La foule s’impatiente comme lors d’un concert en salle : sifflements, applaudissements, tapements de pieds sur le sol en bois, le Dôme retentit. Les fans devront patienter encore un peu car montent sur scène des représentants de diverses associations engagées dans la lutte contre le sida. La porte parole de l’association "Etudions gayement" exhorte le public au port du préservatif au cours d’une petite intervention musclée tout en restant réaliste ("Mettre une capote ça prend 2 secondes pour vivre plus longtemps... Il faut lutter pour avoir des préservatifs gratuits parce que la santé n’a pas de prix... Les préservatifs sont gratuits ce week end alors faites un max de réserves").

Et Bashung se fait attendre. Il fait enfin une entrée complètement hallucinante au plan visuel. Dans la lumière bleu, sur l’intro de "L’imprudence" manteau et pantalon de cuir à la matrix, santiags, gantelet moiré, lunettes noires, cheveux grisonnants, nez busqué et intonations gainsbouriennes.

Il retire son manteau sur "La nuit je mens", et apparaît hybride d’un Gainsbourg classieux en veste de satin noir, l’index et le majeur tenant une cigarette fantôme, il se prend pour le fumeur de gitanes dont il adopte la gestuelle syncopée pour le haut du corps, et de Johnny au jeu de jambe arthritique.
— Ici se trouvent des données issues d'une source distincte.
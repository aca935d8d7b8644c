use std::sync::Arc;

use chrono::Utc;
use uuid::Uuid;

use crate::dto::job_dto::{CreateJobPayload, UpdateJobPayload};
use crate::error::{Error, Result};
use crate::models::job::{Job, JobStatus};
use crate::store::Store;

#[derive(Clone)]
pub struct JobService {
    store: Arc<dyn Store>,
}

impl JobService {
    pub fn new(store: Arc<dyn Store>) -> Self {
        Self { store }
    }

    /// `applicants_count` starts at zero no matter what the caller sends;
    /// the counter is derived and only the candidate lifecycle moves it.
    pub async fn create(&self, payload: CreateJobPayload) -> Result<Job> {
        let job = Job {
            id: Uuid::new_v4(),
            title: payload.title,
            department: payload.department,
            description: payload.description,
            requirements: payload.requirements,
            location: payload.location,
            job_type: payload.job_type,
            status: payload.status.unwrap_or(JobStatus::Active),
            applicants_count: 0,
            created_at: Utc::now(),
        };
        self.store.insert_job(job).await
    }

    pub async fn list(&self) -> Result<Vec<Job>> {
        self.store.list_jobs().await
    }

    pub async fn get(&self, id: Uuid) -> Result<Job> {
        self.store
            .get_job(id)
            .await?
            .ok_or_else(|| Error::NotFound("Job not found".into()))
    }

    pub async fn update(&self, id: Uuid, payload: UpdateJobPayload) -> Result<Job> {
        let mut job = self.get(id).await?;

        if let Some(title) = payload.title {
            job.title = title;
        }
        if let Some(department) = payload.department {
            job.department = department;
        }
        if let Some(description) = payload.description {
            job.description = description;
        }
        if let Some(requirements) = payload.requirements {
            job.requirements = requirements;
        }
        if let Some(location) = payload.location {
            job.location = location;
        }
        if let Some(job_type) = payload.job_type {
            job.job_type = job_type;
        }
        if let Some(status) = payload.status {
            job.status = status;
        }

        self.store.save_job(job).await
    }

    pub async fn delete(&self, id: Uuid) -> Result<()> {
        if !self.store.delete_job(id).await? {
            return Err(Error::NotFound("Job not found".into()));
        }
        Ok(())
    }
}
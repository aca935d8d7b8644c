use crate::error::{Error, Result};
use dotenvy::dotenv;
use std::env;
use std::sync::OnceLock;

#[derive(Debug, Clone)]
pub struct Config {
    pub server_address: String,
    pub database_url: Option<String>,
    pub automation_webhook_url: Option<String>,
    pub external_api_url: Option<String>,
    pub external_api_key: Option<String>,
    pub api_rps: u32,
    pub webhook_rps: u32,
}

pub static CONFIG: OnceLock<Config> = OnceLock::new();

impl Config {
    pub fn from_env() -> Result<Self> {
        dotenv().ok();

        let automation_webhook_url = env::var("AUTOMATION_WEBHOOK_URL")
            .ok()
            .filter(|v| !v.trim().is_empty());
        if let Some(ref raw) = automation_webhook_url {
            url::Url::parse(raw).map_err(|e| {
                Error::Config(format!("Invalid AUTOMATION_WEBHOOK_URL '{}': {}", raw, e))
            })?;
        }

        Ok(Self {
            server_address: get_env("SERVER_ADDRESS")?,
            database_url: env::var("DATABASE_URL").ok().filter(|v| !v.trim().is_empty()),
            automation_webhook_url,
            external_api_url: env::var("EXTERNAL_API_URL")
                .ok()
                .filter(|v| !v.trim().is_empty()),
            external_api_key: env::var("EXTERNAL_API_KEY").ok(),
            api_rps: get_env_parse("API_RPS")?,
            webhook_rps: get_env_parse("WEBHOOK_RPS")?,
        })
    }
}

fn get_env(name: &str) -> Result<String> {
    env::var(name).map_err(|_| Error::Config(format!("Missing environment variable: {}", name)))
}

fn get_env_parse<T>(name: &str) -> Result<T>
where
    T: std::str::FromStr,
    T::Err: std::fmt::Display,
{
    let raw = get_env(name)?;
    raw.parse()
        .map_err(|e| Error::Config(format!("Invalid value for {}: {}", name, e)))
}

pub fn init_config() -> Result<()> {
    let config = Config::from_env()?;
    CONFIG
        .set(config)
        .map_err(|_| Error::Config("Configuration has already been initialized".to_string()))?;
    Ok(())
}

pub fn get_config() -> &'static Config {
    CONFIG
        .get()
        .expect("Configuration has not been initialized")
}
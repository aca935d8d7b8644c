use std::sync::Arc;

use uuid::Uuid;

use crate::error::{Error, Result};
use crate::models::user::User;
use crate::store::Store;

#[derive(Clone)]
pub struct UserService {
    store: Arc<dyn Store>,
}

impl UserService {
    pub fn new(store: Arc<dyn Store>) -> Self {
        Self { store }
    }

    pub async fn list(&self) -> Result<Vec<User>> {
        self.store.list_users().await
    }

    pub async fn get_by_username(&self, username: &str) -> Result<Option<User>> {
        self.store.user_by_username(username).await
    }

    /// Username is the one enforced uniqueness in the system. Password
    /// stays empty for OAuth-backed accounts.
    pub async fn create(
        &self,
        username: String,
        company_name: Option<String>,
        role: String,
        email: Option<String>,
    ) -> Result<User> {
        if self.store.user_by_username(&username).await?.is_some() {
            return Err(Error::Conflict(format!(
                "username {} is already taken",
                username
            )));
        }

        let user = User {
            id: Uuid::new_v4(),
            username,
            password: String::new(),
            company_name,
            role,
            email,
        };
        self.store.insert_user(user).await
    }
}
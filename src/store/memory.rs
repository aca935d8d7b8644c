use std::collections::HashMap;
use std::sync::RwLock;

use async_trait::async_trait;
use uuid::Uuid;

use super::Store;
use crate::error::Result;
use crate::models::candidate::Candidate;
use crate::models::email_template::EmailTemplate;
use crate::models::interview::Interview;
use crate::models::job::Job;
use crate::models::user::User;

/// Map-backed store: five independent id-keyed maps behind one lock.
/// State is lost on restart; the process variant is seeded with demo
/// fixtures (see [`super::seed`]).
#[derive(Default)]
pub struct MemoryStore {
    inner: RwLock<Maps>,
}

#[derive(Default)]
struct Maps {
    jobs: HashMap<Uuid, Job>,
    candidates: HashMap<Uuid, Candidate>,
    interviews: HashMap<Uuid, Interview>,
    templates: HashMap<Uuid, EmailTemplate>,
    users: HashMap<Uuid, User>,
}

impl MemoryStore {
    pub fn new() -> Self {
        Self::default()
    }
}

#[async_trait]
impl Store for MemoryStore {
    async fn list_jobs(&self) -> Result<Vec<Job>> {
        let maps = self.inner.read().expect("store lock poisoned");
        let mut jobs: Vec<Job> = maps.jobs.values().cloned().collect();
        jobs.sort_by(|a, b| b.created_at.cmp(&a.created_at));
        Ok(jobs)
    }

    async fn get_job(&self, id: Uuid) -> Result<Option<Job>> {
        let maps = self.inner.read().expect("store lock poisoned");
        Ok(maps.jobs.get(&id).cloned())
    }

    async fn insert_job(&self, job: Job) -> Result<Job> {
        let mut maps = self.inner.write().expect("store lock poisoned");
        maps.jobs.insert(job.id, job.clone());
        Ok(job)
    }

    async fn save_job(&self, job: Job) -> Result<Job> {
        let mut maps = self.inner.write().expect("store lock poisoned");
        maps.jobs.insert(job.id, job.clone());
        Ok(job)
    }

    async fn delete_job(&self, id: Uuid) -> Result<bool> {
        let mut maps = self.inner.write().expect("store lock poisoned");
        Ok(maps.jobs.remove(&id).is_some())
    }

    async fn adjust_job_applicants(&self, id: Uuid, delta: i32) -> Result<()> {
        let mut maps = self.inner.write().expect("store lock poisoned");
        if let Some(job) = maps.jobs.get_mut(&id) {
            job.applicants_count = (job.applicants_count + delta).max(0);
        }
        Ok(())
    }

    async fn list_candidates(&self) -> Result<Vec<Candidate>> {
        let maps = self.inner.read().expect("store lock poisoned");
        let mut candidates: Vec<Candidate> = maps.candidates.values().cloned().collect();
        candidates.sort_by(|a, b| b.applied_date.cmp(&a.applied_date));
        Ok(candidates)
    }

    async fn candidates_for_job(&self, job_id: Uuid) -> Result<Vec<Candidate>> {
        let maps = self.inner.read().expect("store lock poisoned");
        let mut candidates: Vec<Candidate> = maps
            .candidates
            .values()
            .filter(|c| c.job_id == job_id)
            .cloned()
            .collect();
        candidates.sort_by(|a, b| b.applied_date.cmp(&a.applied_date));
        Ok(candidates)
    }

    async fn get_candidate(&self, id: Uuid) -> Result<Option<Candidate>> {
        let maps = self.inner.read().expect("store lock poisoned");
        Ok(maps.candidates.get(&id).cloned())
    }

    async fn insert_candidate(&self, candidate: Candidate) -> Result<Candidate> {
        let mut maps = self.inner.write().expect("store lock poisoned");
        maps.candidates.insert(candidate.id, candidate.clone());
        Ok(candidate)
    }

    async fn save_candidate(&self, candidate: Candidate) -> Result<Candidate> {
        let mut maps = self.inner.write().expect("store lock poisoned");
        maps.candidates.insert(candidate.id, candidate.clone());
        Ok(candidate)
    }

    async fn delete_candidate(&self, id: Uuid) -> Result<Option<Candidate>> {
        let mut maps = self.inner.write().expect("store lock poisoned");
        Ok(maps.candidates.remove(&id))
    }

    async fn list_interviews(&self) -> Result<Vec<Interview>> {
        let maps = self.inner.read().expect("store lock poisoned");
        let mut interviews: Vec<Interview> = maps.interviews.values().cloned().collect();
        interviews.sort_by(|a, b| b.created_at.cmp(&a.created_at));
        Ok(interviews)
    }

    async fn get_interview(&self, id: Uuid) -> Result<Option<Interview>> {
        let maps = self.inner.read().expect("store lock poisoned");
        Ok(maps.interviews.get(&id).cloned())
    }

    async fn insert_interview(&self, interview: Interview) -> Result<Interview> {
        let mut maps = self.inner.write().expect("store lock poisoned");
        maps.interviews.insert(interview.id, interview.clone());
        Ok(interview)
    }

    async fn list_templates(&self) -> Result<Vec<EmailTemplate>> {
        let maps = self.inner.read().expect("store lock poisoned");
        let mut templates: Vec<EmailTemplate> = maps.templates.values().cloned().collect();
        templates.sort_by(|a, b| a.name.cmp(&b.name));
        Ok(templates)
    }

    async fn get_template(&self, id: Uuid) -> Result<Option<EmailTemplate>> {
        let maps = self.inner.read().expect("store lock poisoned");
        Ok(maps.templates.get(&id).cloned())
    }

    async fn insert_template(&self, template: EmailTemplate) -> Result<EmailTemplate> {
        let mut maps = self.inner.write().expect("store lock poisoned");
        maps.templates.insert(template.id, template.clone());
        Ok(template)
    }

    async fn save_template(&self, template: EmailTemplate) -> Result<EmailTemplate> {
        let mut maps = self.inner.write().expect("store lock poisoned");
        maps.templates.insert(template.id, template.clone());
        Ok(template)
    }

    async fn delete_template(&self, id: Uuid) -> Result<bool> {
        let mut maps = self.inner.write().expect("store lock poisoned");
        Ok(maps.templates.remove(&id).is_some())
    }

    async fn list_users(&self) -> Result<Vec<User>> {
        let maps = self.inner.read().expect("store lock poisoned");
        let mut users: Vec<User> = maps.users.values().cloned().collect();
        users.sort_by(|a, b| a.username.cmp(&b.username));
        Ok(users)
    }

    async fn user_by_username(&self, username: &str) -> Result<Option<User>> {
        let maps = self.inner.read().expect("store lock poisoned");
        Ok(maps
            .users
            .values()
            .find(|u| u.username == username)
            .cloned())
    }

    async fn insert_user(&self, user: User) -> Result<User> {
        let mut maps = self.inner.write().expect("store lock poisoned");
        maps.users.insert(user.id, user.clone());
        Ok(user)
    }
}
Il parle plus qu’il ne chante, le son est plus noisy que rock.

Les musiciens sont sobres et efficaces à l'exception du facétieux bassiste, en marcel et béret du plus bel effet. Le concert est sans réel surprise, tiré au cordeau, mais pas non plus passionnant pour qui n'est pas un fan de la première heure. Un concert en forme de best of avec en prime un duo sensuel avec sa compagne Chloé Mons.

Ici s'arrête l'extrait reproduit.